Your task is to copy every line of the records below that contains "nodes".

## [Dataset entries]
-------

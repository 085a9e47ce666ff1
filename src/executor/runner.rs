//! Test runner
//!
//! Single point of configuration: registered definitions and plugins. Runs
//! the suite locally as one execution context, or sharded across concurrent
//! workers (see `parallel.rs`).

use std::fmt;
use tracing::{error, info};

use crate::config::{RunMode, RunnerConfig};
use crate::error::Result;
use crate::framework::{TestDefinition, TestSuite};
use crate::models::ResultSet;
use crate::plugins::{Plugin, PluginSet};

/// Lifecycle state of a single run
#[derive(Clone, Copy, Debug, Default, PartialEq, Eq)]
pub enum RunState {
    #[default]
    Idle,
    NotifyingStart,
    Executing,
    Merging,
    NotifyingComplete,
}

impl fmt::Display for RunState {
    fn fmt(&self, f: &mut fmt::Formatter<'_>) -> fmt::Result {
        let s = match self {
            RunState::Idle => "idle",
            RunState::NotifyingStart => "notifying-start",
            RunState::Executing => "executing",
            RunState::Merging => "merging",
            RunState::NotifyingComplete => "notifying-complete",
        };
        f.write_str(s)
    }
}

/// Origin id of the current process: `{hostname}-{pid}`
pub fn local_origin_id() -> String {
    let host = std::env::var("HOSTNAME")
        .ok()
        .filter(|h| !h.trim().is_empty())
        .unwrap_or_else(|| "localhost".to_string());
    format!("{}-{}", host, std::process::id())
}

/// Orchestrates runs of the registered suite and notifies plugins
pub struct TestRunner {
    pub(super) suite: TestSuite,
    pub(super) plugins: PluginSet,
    pub(super) origin_id: String,
    pub(super) aggregate: ResultSet,
    pub(super) state: RunState,
}

impl TestRunner {
    pub fn new() -> Self {
        let origin_id = local_origin_id();
        Self {
            suite: TestSuite::default(),
            plugins: PluginSet::new(),
            aggregate: ResultSet::new(TestSuite::DEFAULT_NAME, &origin_id),
            origin_id,
            state: RunState::Idle,
        }
    }

    pub fn with_suite_name(mut self, name: impl Into<String>) -> Self {
        self.suite.set_name(name);
        self
    }

    pub fn from_config(config: &RunnerConfig) -> Self {
        Self::new().with_suite_name(&config.suite_name)
    }

    pub fn origin_id(&self) -> &str {
        &self.origin_id
    }

    pub fn suite(&self) -> &TestSuite {
        &self.suite
    }

    pub fn state(&self) -> RunState {
        self.state
    }

    pub fn plugin_count(&self) -> usize {
        self.plugins.len()
    }

    /// Aggregate of the most recent run
    pub fn last_result(&self) -> &ResultSet {
        &self.aggregate
    }

    /// Register a test-case definition
    pub fn add_definition(&mut self, definition: TestDefinition) -> Result<()> {
        self.suite.add_definition(definition)
    }

    /// Register several definitions, stopping at the first rejected one
    pub fn add_definitions(
        &mut self,
        definitions: impl IntoIterator<Item = TestDefinition>,
    ) -> Result<()> {
        self.suite.add_definitions(definitions)
    }

    /// Register a plugin; its `setup` hook receives this runner
    pub fn add_plugin(&mut self, plugin: impl Plugin + 'static) {
        self.add_boxed_plugin(Box::new(plugin));
    }

    pub fn add_boxed_plugin(&mut self, mut plugin: Box<dyn Plugin>) {
        let outcome = std::panic::catch_unwind(std::panic::AssertUnwindSafe(|| plugin.setup(self)));
        let name = plugin.name().to_string();
        self.plugins.push(plugin);

        let reason = match outcome {
            Ok(Ok(())) => return,
            Ok(Err(err)) => format!("{err:#}"),
            Err(_) => "panicked".to_string(),
        };
        self.plugins.report_hook_failure(&name, "setup", &reason);
    }

    pub fn add_plugins(&mut self, plugins: impl IntoIterator<Item = Box<dyn Plugin>>) {
        for plugin in plugins {
            self.add_boxed_plugin(plugin);
        }
    }

    /// Start a run from a clean aggregate
    pub(super) fn begin_run(&mut self) {
        self.aggregate = ResultSet::new(self.suite.name(), &self.origin_id);
        self.state = RunState::NotifyingStart;
        self.plugins.on_test_run_start(&self.suite);
        self.state = RunState::Executing;
    }

    /// Stamp the aggregate and notify completion
    pub(super) fn finish_run(&mut self) -> ResultSet {
        self.state = RunState::NotifyingComplete;
        self.aggregate.mark_complete();
        self.plugins.on_test_run_complete(&self.aggregate);
        self.state = RunState::Idle;
        self.aggregate.clone()
    }

    /// Run the whole suite as a single execution context
    pub async fn run_local(&mut self) -> ResultSet {
        info!(
            "Running {} locally on {} ({} definitions, {} tests)",
            self.suite.name(),
            self.origin_id,
            self.suite.total_definition_count(),
            self.suite.total_method_count()
        );

        self.begin_run();

        let suite = self.suite.clone();
        let origin_id = self.origin_id.clone();
        let joined = tokio::task::spawn_blocking(move || suite.run(&origin_id)).await;

        self.state = RunState::Merging;
        match joined {
            Ok(result) => self.aggregate.merge(&result),
            Err(e) => {
                error!("Local execution on {} crashed: {}", self.origin_id, e);
                let context = serde_json::json!({
                    "origin_id": self.origin_id,
                    "reason": "crashed",
                });
                self.plugins
                    .on_error(&format!("local execution crashed: {e}"), &context);
            }
        }

        let result = self.finish_run();
        let summary = result.summary();
        info!(
            "Local run completed - Total: {}, Pass: {}, Fail: {}",
            summary.total, summary.passed, summary.failed
        );
        result
    }

    /// Run according to `config.mode`
    pub async fn run_configured(&mut self, config: &RunnerConfig) -> Result<ResultSet> {
        match config.mode {
            RunMode::Local => Ok(self.run_local().await),
            RunMode::Distributed => self.run_distributed(config.nodes, config.timeout()).await,
        }
    }

    /// Call every plugin's `cleanup` hook
    pub fn cleanup(&mut self) {
        self.plugins.cleanup();
    }
}

impl Default for TestRunner {
    fn default() -> Self {
        Self::new()
    }
}

#[cfg(test)]
mod tests {
    use super::*;
    use crate::framework::{assert_equal, assert_true, DefinitionBuilder};
    use crate::plugins::testing::{Event, Recorder};

    #[derive(Default)]
    struct Sample;

    fn sample_definition() -> TestDefinition {
        DefinitionBuilder::<Sample>::with_default("Sample")
            .method("test_a", |_| assert_true(true))
            .method("test_b", |_| assert_equal(1, 2))
            .build()
    }

    #[test]
    fn test_runner_creation() {
        let runner = TestRunner::new().with_suite_name("nightly");
        assert_eq!(runner.suite().name(), "nightly");
        assert_eq!(runner.state(), RunState::Idle);
        assert!(runner.origin_id().ends_with(&std::process::id().to_string()));
    }

    #[test]
    fn test_plugin_setup_receives_runner() {
        let recorder = Recorder::default();
        let mut runner = TestRunner::new();
        runner.add_plugin(recorder.clone());

        assert_eq!(runner.plugin_count(), 1);
        assert_eq!(recorder.events(), vec![Event::Setup]);
    }

    #[test]
    fn test_failing_plugin_setup_is_reported() {
        struct BrokenSetup;
        impl Plugin for BrokenSetup {
            fn name(&self) -> &str {
                "broken"
            }
            fn setup(&mut self, _runner: &TestRunner) -> anyhow::Result<()> {
                anyhow::bail!("no terminal")
            }
        }

        let recorder = Recorder::default();
        let mut runner = TestRunner::new();
        runner.add_plugin(recorder.clone());
        runner.add_plugin(BrokenSetup);

        assert_eq!(runner.plugin_count(), 2);
        let events = recorder.events();
        assert!(
            matches!(&events[1], Event::Error(msg, ctx) if msg.contains("no terminal") && ctx["hook"] == "setup")
        );
    }

    #[tokio::test]
    async fn test_run_local_scenario() {
        let recorder = Recorder::default();
        let mut runner = TestRunner::new().with_suite_name("scenario");
        runner.add_definition(sample_definition()).unwrap();
        runner.add_plugin(recorder.clone());

        let result = runner.run_local().await;
        let summary = result.summary();
        assert_eq!(summary.total, 2);
        assert_eq!(summary.passed, 1);
        assert_eq!(summary.failed, 1);
        assert!((summary.pass_rate - 0.5).abs() < f64::EPSILON);
        assert_eq!(result.origin_id(), runner.origin_id());
        assert!(result.is_complete());

        assert_eq!(
            recorder.events(),
            vec![
                Event::Setup,
                Event::RunStart("scenario".into()),
                Event::RunComplete(2),
            ]
        );
        assert_eq!(runner.state(), RunState::Idle);
    }

    #[tokio::test]
    async fn test_runner_is_reusable() {
        let mut runner = TestRunner::new();
        runner.add_definition(sample_definition()).unwrap();

        let first = runner.run_local().await;
        let second = runner.run_local().await;
        assert_eq!(first.summary().total, 2);
        assert_eq!(second.summary().total, 2);
        assert_eq!(runner.last_result().len(), 2);
    }

    #[tokio::test]
    async fn test_run_configured_dispatches_on_mode() {
        let mut runner = TestRunner::new();
        runner.add_definition(sample_definition()).unwrap();

        let local = runner.run_configured(&RunnerConfig::default()).await.unwrap();
        assert_eq!(local.origin_id(), runner.origin_id());

        let config = RunnerConfig {
            mode: RunMode::Distributed,
            nodes: 2,
            timeout_secs: 30,
            ..RunnerConfig::default()
        };
        let distributed = runner.run_configured(&config).await.unwrap();
        assert_eq!(distributed.summary().total, 2);
    }

    #[test]
    fn test_cleanup_reaches_plugins() {
        let recorder = Recorder::default();
        let mut runner = TestRunner::new();
        runner.add_plugin(recorder.clone());
        runner.cleanup();

        assert_eq!(recorder.events(), vec![Event::Setup, Event::Cleanup]);
    }
}
//! Result set model
//!
//! An ordered, deduplicated collection of method outcomes for one execution
//! context, plus the summary derived from it.
//!
//! Invariants:
//! - no two outcomes share a method name; the first one recorded wins
//! - merging is idempotent: re-merging outcomes already present is a no-op
//! - on merge the end time becomes the later of the two, and metadata keys
//!   already present are never overwritten

use chrono::{DateTime, Utc};
use serde::{Deserialize, Serialize};
use std::collections::{BTreeMap, HashSet};
use std::fmt;
use std::time::Duration;

use super::outcome::{duration_secs, MethodOutcome};

/// Mergeable collection of outcomes produced by one execution context
#[derive(Clone, Debug, Serialize)]
pub struct ResultSet {
    owner_name: String,
    origin_id: String,
    start_time: DateTime<Utc>,
    end_time: Option<DateTime<Utc>>,
    outcomes: Vec<MethodOutcome>,
    metadata: BTreeMap<String, serde_json::Value>,
    #[serde(skip)]
    seen: HashSet<String>,
}

impl ResultSet {
    pub fn new(owner_name: impl Into<String>, origin_id: impl Into<String>) -> Self {
        Self {
            owner_name: owner_name.into(),
            origin_id: origin_id.into(),
            start_time: Utc::now(),
            end_time: None,
            outcomes: Vec::new(),
            metadata: BTreeMap::new(),
            seen: HashSet::new(),
        }
    }

    pub fn owner_name(&self) -> &str {
        &self.owner_name
    }

    pub fn origin_id(&self) -> &str {
        &self.origin_id
    }

    pub fn start_time(&self) -> DateTime<Utc> {
        self.start_time
    }

    pub fn end_time(&self) -> Option<DateTime<Utc>> {
        self.end_time
    }

    pub fn outcomes(&self) -> &[MethodOutcome] {
        &self.outcomes
    }

    pub fn metadata(&self) -> &BTreeMap<String, serde_json::Value> {
        &self.metadata
    }

    pub fn len(&self) -> usize {
        self.outcomes.len()
    }

    pub fn is_empty(&self) -> bool {
        self.outcomes.is_empty()
    }

    pub fn is_complete(&self) -> bool {
        self.end_time.is_some()
    }

    pub fn contains(&self, method_name: &str) -> bool {
        self.seen.contains(method_name)
    }

    pub fn get(&self, method_name: &str) -> Option<&MethodOutcome> {
        self.outcomes
            .iter()
            .find(|o| o.method_name() == method_name)
    }

    pub fn failures(&self) -> impl Iterator<Item = &MethodOutcome> {
        self.outcomes.iter().filter(|o| !o.success())
    }

    /// Record an outcome unless one with the same method name exists.
    ///
    /// Returns whether the outcome was recorded.
    pub fn add_outcome(&mut self, outcome: MethodOutcome) -> bool {
        if self.seen.contains(outcome.method_name()) {
            return false;
        }
        self.seen.insert(outcome.method_name().to_string());
        self.outcomes.push(outcome);
        true
    }

    /// Set a metadata entry owned by this result set
    pub fn insert_metadata(&mut self, key: impl Into<String>, value: impl Into<serde_json::Value>) {
        self.metadata.insert(key.into(), value.into());
    }

    /// Fold another result set into this one
    pub fn merge(&mut self, other: &ResultSet) {
        for outcome in &other.outcomes {
            self.add_outcome(outcome.clone());
        }

        if let Some(other_end) = other.end_time {
            if self.end_time.map_or(true, |end| other_end > end) {
                self.end_time = Some(other_end);
            }
        }

        for (key, value) in &other.metadata {
            self.metadata
                .entry(key.clone())
                .or_insert_with(|| value.clone());
        }
    }

    /// Stamp the end time; called once by the owning context after its merges
    pub fn mark_complete(&mut self) {
        self.end_time = Some(Utc::now());
    }

    /// Wall-clock span from creation to completion (or now, while open)
    pub fn elapsed(&self) -> Duration {
        let end = self.end_time.unwrap_or_else(Utc::now);
        (end - self.start_time).to_std().unwrap_or_default()
    }

    pub fn summary(&self) -> Summary {
        let total = self.outcomes.len();
        let passed = self.outcomes.iter().filter(|o| o.success()).count();
        let total_time = self.outcomes.iter().map(|o| o.duration()).sum();

        Summary {
            owner_name: self.owner_name.clone(),
            origin_id: self.origin_id.clone(),
            total,
            passed,
            failed: total - passed,
            pass_rate: if total == 0 {
                0.0
            } else {
                passed as f64 / total as f64
            },
            total_time,
            start_time: self.start_time,
            end_time: self.end_time,
        }
    }
}

/// Summary statistics of a result set.
///
/// This is the stable contract consumed by reporters and by the exit-code
/// decision.
#[derive(Clone, Debug, PartialEq, Serialize, Deserialize)]
pub struct Summary {
    pub owner_name: String,
    pub origin_id: String,
    pub total: usize,
    pub passed: usize,
    pub failed: usize,
    /// Fraction of passed outcomes (0.0 - 1.0), 0 when empty
    pub pass_rate: f64,
    #[serde(with = "duration_secs")]
    pub total_time: Duration,
    pub start_time: DateTime<Utc>,
    pub end_time: Option<DateTime<Utc>>,
}

impl Summary {
    pub fn is_success(&self) -> bool {
        self.failed == 0
    }

    /// Process exit code: non-zero iff any outcome failed
    pub fn exit_code(&self) -> i32 {
        if self.is_success() {
            0
        } else {
            1
        }
    }

    pub fn pass_percentage(&self) -> f64 {
        self.pass_rate * 100.0
    }
}

impl fmt::Display for Summary {
    fn fmt(&self, f: &mut fmt::Formatter<'_>) -> fmt::Result {
        writeln!(f, "{} @ {}", self.owner_name, self.origin_id)?;
        writeln!(
            f,
            "Total: {} | Pass: {} | Fail: {}",
            self.total, self.passed, self.failed
        )?;
        write!(
            f,
            "Pass Rate: {:.2}% | Duration: {:.3}s",
            self.pass_percentage(),
            self.total_time.as_secs_f64()
        )
    }
}
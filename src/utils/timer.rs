//! Wall-clock timing of test methods

use std::time::{Duration, Instant};

/// Started on construction; `stop` reports the elapsed time at debug level
#[derive(Debug)]
pub struct Timer {
    start: Instant,
    label: String,
}

impl Timer {
    pub fn start(label: impl Into<String>) -> Self {
        Self {
            start: Instant::now(),
            label: label.into(),
        }
    }

    pub fn stop(self) -> Duration {
        let elapsed = self.start.elapsed();
        tracing::debug!("{} took {}ms", self.label, elapsed.as_millis());
        elapsed
    }
}

#[cfg(test)]
mod tests {
    use super::*;

    #[test]
    fn test_stop_reports_elapsed() {
        let timer = Timer::start("Nap.test_sleep");
        std::thread::sleep(Duration::from_millis(10));
        assert!(timer.stop() >= Duration::from_millis(10));
    }
}
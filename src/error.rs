//! Error types
//!
//! Configuration and registration failures. Test-method failures are not
//! errors at this level; see [`crate::framework::Failure`].

use thiserror::Error;

/// Errors surfaced synchronously to the caller
#[derive(Error, Debug)]
pub enum DisttestError {
    #[error("Definition '{name}' does not satisfy the test-case contract: {reason}")]
    TypeConstraint { name: String, reason: String },

    #[error("Definition '{0}' is already registered")]
    DuplicateDefinition(String),

    #[error("Worker count must be positive, got {0}")]
    InvalidWorkerCount(usize),

    #[error("Timeout must be a positive duration")]
    InvalidTimeout,

    #[error("Invalid configuration: {0}")]
    Config(String),

    #[error("IO error: {0}")]
    Io(#[from] std::io::Error),

    #[error("JSON error: {0}")]
    Json(#[from] serde_json::Error),

    #[error("YAML error: {0}")]
    Yaml(#[from] serde_yaml::Error),
}

impl DisttestError {
    pub(crate) fn type_constraint(name: impl Into<String>, reason: impl Into<String>) -> Self {
        DisttestError::TypeConstraint {
            name: name.into(),
            reason: reason.into(),
        }
    }
}

/// Result type for the disttest crate
pub type Result<T> = std::result::Result<T, DisttestError>;
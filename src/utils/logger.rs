//! Tracing subscriber setup for the binary

use std::fmt;
use std::str::FromStr;
use tracing::Level;
use tracing_subscriber::EnvFilter;

use crate::error::DisttestError;

/// Verbosity of the `disttest` log target
#[derive(Clone, Copy, Debug, Default, PartialEq, Eq)]
pub enum LogLevel {
    Trace,
    Debug,
    #[default]
    Info,
    Warn,
    Error,
}

impl LogLevel {
    fn level(self) -> Level {
        match self {
            LogLevel::Trace => Level::TRACE,
            LogLevel::Debug => Level::DEBUG,
            LogLevel::Info => Level::INFO,
            LogLevel::Warn => Level::WARN,
            LogLevel::Error => Level::ERROR,
        }
    }

    /// Filter directive scoping this level to the crate
    pub fn directive(self) -> String {
        format!("disttest={}", self.level())
    }
}

impl FromStr for LogLevel {
    type Err = DisttestError;

    fn from_str(s: &str) -> Result<Self, Self::Err> {
        match s.trim().to_ascii_lowercase().as_str() {
            "trace" => Ok(LogLevel::Trace),
            "debug" => Ok(LogLevel::Debug),
            "info" => Ok(LogLevel::Info),
            "warn" | "warning" => Ok(LogLevel::Warn),
            "error" => Ok(LogLevel::Error),
            other => Err(DisttestError::Config(format!("unknown log level '{other}'"))),
        }
    }
}

impl fmt::Display for LogLevel {
    fn fmt(&self, f: &mut fmt::Formatter<'_>) -> fmt::Result {
        write!(f, "{}", self.level())
    }
}

/// Install the global fmt subscriber. `RUST_LOG` overrides `level`.
///
/// Returns false if a subscriber was already installed.
pub fn init_logger(level: LogLevel) -> bool {
    let filter =
        EnvFilter::try_from_default_env().unwrap_or_else(|_| EnvFilter::new(level.directive()));

    tracing_subscriber::fmt()
        .with_env_filter(filter)
        .with_target(false)
        .compact()
        .try_init()
        .is_ok()
}
//! Data models for test results
//!
//! Method outcomes, mergeable result sets and their summaries.

mod outcome;
mod result_set;

pub use outcome::MethodOutcome;
pub use result_set::{ResultSet, Summary};
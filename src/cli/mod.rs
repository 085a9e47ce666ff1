//! CLI argument parsing
//!
//! Defines command-line interface using clap.

use clap::{Parser, Subcommand};
use std::path::PathBuf;

/// Run the built-in sample suite locally or sharded across workers
#[derive(Parser, Debug)]
#[command(name = "disttest")]
#[command(version)]
#[command(about = "Test execution engine with local and sharded concurrent runs")]
#[command(long_about = None)]
pub struct Args {
    #[command(subcommand)]
    pub command: Command,

    /// Enable verbose output
    #[arg(short, long, global = true)]
    pub verbose: bool,

    /// Log level (trace, debug, info, warn, error)
    #[arg(long, global = true)]
    pub log_level: Option<String>,
}

#[derive(Subcommand, Debug)]
pub enum Command {
    /// Run the registered test definitions
    Run(RunArgs),

    /// List registered definitions and their test methods
    List,
}

/// Arguments for run command
#[derive(Parser, Debug)]
pub struct RunArgs {
    /// Configuration file (YAML or JSON)
    #[arg(short, long)]
    pub config: Option<PathBuf>,

    /// Execution mode (local, distributed)
    #[arg(short, long)]
    pub mode: Option<String>,

    /// Number of workers in distributed mode
    #[arg(short, long)]
    pub nodes: Option<usize>,

    /// Timeout for a distributed run, in seconds
    #[arg(short, long)]
    pub timeout: Option<u64>,

    /// Write a JSON run log
    #[arg(long)]
    pub json_log: bool,

    /// Directory for the JSON run log
    #[arg(long, default_value = "logs")]
    pub log_dir: PathBuf,

    /// Print the final result (table, json, json-pretty, csv, summary)
    #[arg(short, long)]
    pub format: Option<String>,

    /// Hide the progress bar
    #[arg(long)]
    pub no_progress: bool,
}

-------

## [Solution for this problem]
            RunMode::Distributed => self.run_distributed(config.nodes, config.timeout()).await,
            nodes: 2,
    pub nodes: Option<usize>,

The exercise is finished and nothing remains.